## Problem requirements
The required lines are those that contain "record"; pull them out of the data and copy them.

[Stored items]
========================================

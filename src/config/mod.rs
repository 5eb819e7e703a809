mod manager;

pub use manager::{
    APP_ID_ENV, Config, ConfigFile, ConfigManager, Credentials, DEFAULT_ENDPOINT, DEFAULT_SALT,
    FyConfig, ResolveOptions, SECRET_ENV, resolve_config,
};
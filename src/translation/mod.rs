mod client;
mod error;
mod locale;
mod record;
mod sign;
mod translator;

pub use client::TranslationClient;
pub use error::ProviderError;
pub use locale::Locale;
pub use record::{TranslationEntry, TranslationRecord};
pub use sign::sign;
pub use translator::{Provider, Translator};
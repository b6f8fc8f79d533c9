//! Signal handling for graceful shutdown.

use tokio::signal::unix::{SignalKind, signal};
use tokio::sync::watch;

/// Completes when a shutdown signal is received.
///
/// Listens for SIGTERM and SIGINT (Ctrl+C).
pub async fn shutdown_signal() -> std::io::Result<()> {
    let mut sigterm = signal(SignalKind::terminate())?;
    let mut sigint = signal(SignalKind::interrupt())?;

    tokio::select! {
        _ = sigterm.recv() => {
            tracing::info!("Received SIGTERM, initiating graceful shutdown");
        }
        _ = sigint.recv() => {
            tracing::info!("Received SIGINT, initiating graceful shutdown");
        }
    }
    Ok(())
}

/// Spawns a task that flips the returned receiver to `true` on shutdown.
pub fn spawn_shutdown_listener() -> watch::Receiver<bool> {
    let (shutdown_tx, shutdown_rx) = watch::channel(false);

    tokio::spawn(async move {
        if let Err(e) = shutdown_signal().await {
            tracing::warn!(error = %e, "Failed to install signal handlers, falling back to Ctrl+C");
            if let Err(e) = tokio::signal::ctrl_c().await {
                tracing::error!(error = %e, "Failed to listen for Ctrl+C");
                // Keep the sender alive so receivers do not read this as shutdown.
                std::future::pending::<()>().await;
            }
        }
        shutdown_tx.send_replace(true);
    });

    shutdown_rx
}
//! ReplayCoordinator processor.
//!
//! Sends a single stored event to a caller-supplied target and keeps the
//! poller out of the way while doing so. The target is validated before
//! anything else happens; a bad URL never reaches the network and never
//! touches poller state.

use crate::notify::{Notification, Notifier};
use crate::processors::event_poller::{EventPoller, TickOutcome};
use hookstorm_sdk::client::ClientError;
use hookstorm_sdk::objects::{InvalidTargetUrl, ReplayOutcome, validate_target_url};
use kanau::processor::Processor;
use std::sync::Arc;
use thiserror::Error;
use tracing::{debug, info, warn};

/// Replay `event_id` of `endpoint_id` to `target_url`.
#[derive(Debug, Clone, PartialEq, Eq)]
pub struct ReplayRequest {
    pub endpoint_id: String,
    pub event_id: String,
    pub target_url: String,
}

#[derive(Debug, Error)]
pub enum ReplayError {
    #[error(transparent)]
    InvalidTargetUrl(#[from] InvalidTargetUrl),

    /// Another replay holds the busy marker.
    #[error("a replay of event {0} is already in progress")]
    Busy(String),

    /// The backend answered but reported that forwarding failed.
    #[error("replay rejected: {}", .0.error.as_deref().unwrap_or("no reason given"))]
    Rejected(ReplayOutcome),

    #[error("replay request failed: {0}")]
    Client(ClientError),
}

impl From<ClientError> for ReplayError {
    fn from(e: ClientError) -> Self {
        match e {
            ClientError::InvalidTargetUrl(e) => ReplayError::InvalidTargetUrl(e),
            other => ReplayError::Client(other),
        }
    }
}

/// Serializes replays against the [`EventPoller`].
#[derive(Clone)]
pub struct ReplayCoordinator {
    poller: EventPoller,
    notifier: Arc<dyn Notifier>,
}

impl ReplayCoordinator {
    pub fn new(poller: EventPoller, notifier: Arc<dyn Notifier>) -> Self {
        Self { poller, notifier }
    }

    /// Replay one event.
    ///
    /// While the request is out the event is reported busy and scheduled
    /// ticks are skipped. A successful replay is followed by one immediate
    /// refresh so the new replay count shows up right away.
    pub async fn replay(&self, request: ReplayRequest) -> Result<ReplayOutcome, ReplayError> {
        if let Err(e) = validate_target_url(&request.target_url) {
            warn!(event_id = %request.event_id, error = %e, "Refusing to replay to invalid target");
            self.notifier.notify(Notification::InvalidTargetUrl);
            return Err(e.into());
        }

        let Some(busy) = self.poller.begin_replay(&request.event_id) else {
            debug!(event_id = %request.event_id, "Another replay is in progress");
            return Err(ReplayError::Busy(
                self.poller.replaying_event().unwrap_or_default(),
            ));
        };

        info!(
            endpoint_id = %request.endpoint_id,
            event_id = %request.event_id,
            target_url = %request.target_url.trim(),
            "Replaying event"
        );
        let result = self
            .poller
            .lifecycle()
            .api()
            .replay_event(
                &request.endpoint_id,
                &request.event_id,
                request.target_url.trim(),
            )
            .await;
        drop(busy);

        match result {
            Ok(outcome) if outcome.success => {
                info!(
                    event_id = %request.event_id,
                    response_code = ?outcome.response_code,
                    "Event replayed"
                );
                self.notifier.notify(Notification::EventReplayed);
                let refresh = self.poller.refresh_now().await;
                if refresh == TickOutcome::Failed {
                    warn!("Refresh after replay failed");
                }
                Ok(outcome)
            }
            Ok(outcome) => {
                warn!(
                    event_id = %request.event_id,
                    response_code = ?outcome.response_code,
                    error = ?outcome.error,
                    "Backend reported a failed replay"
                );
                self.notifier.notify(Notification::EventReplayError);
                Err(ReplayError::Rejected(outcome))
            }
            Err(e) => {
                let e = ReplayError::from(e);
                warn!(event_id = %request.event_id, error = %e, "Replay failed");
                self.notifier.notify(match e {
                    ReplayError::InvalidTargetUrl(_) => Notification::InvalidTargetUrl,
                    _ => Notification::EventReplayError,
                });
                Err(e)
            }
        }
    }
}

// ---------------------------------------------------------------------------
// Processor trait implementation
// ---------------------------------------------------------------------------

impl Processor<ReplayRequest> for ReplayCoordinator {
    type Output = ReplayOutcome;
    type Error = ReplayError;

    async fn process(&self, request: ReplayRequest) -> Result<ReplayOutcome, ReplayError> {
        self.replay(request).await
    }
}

========================================

## The answer
mod record;
pub use record::{TranslationEntry, TranslationRecord};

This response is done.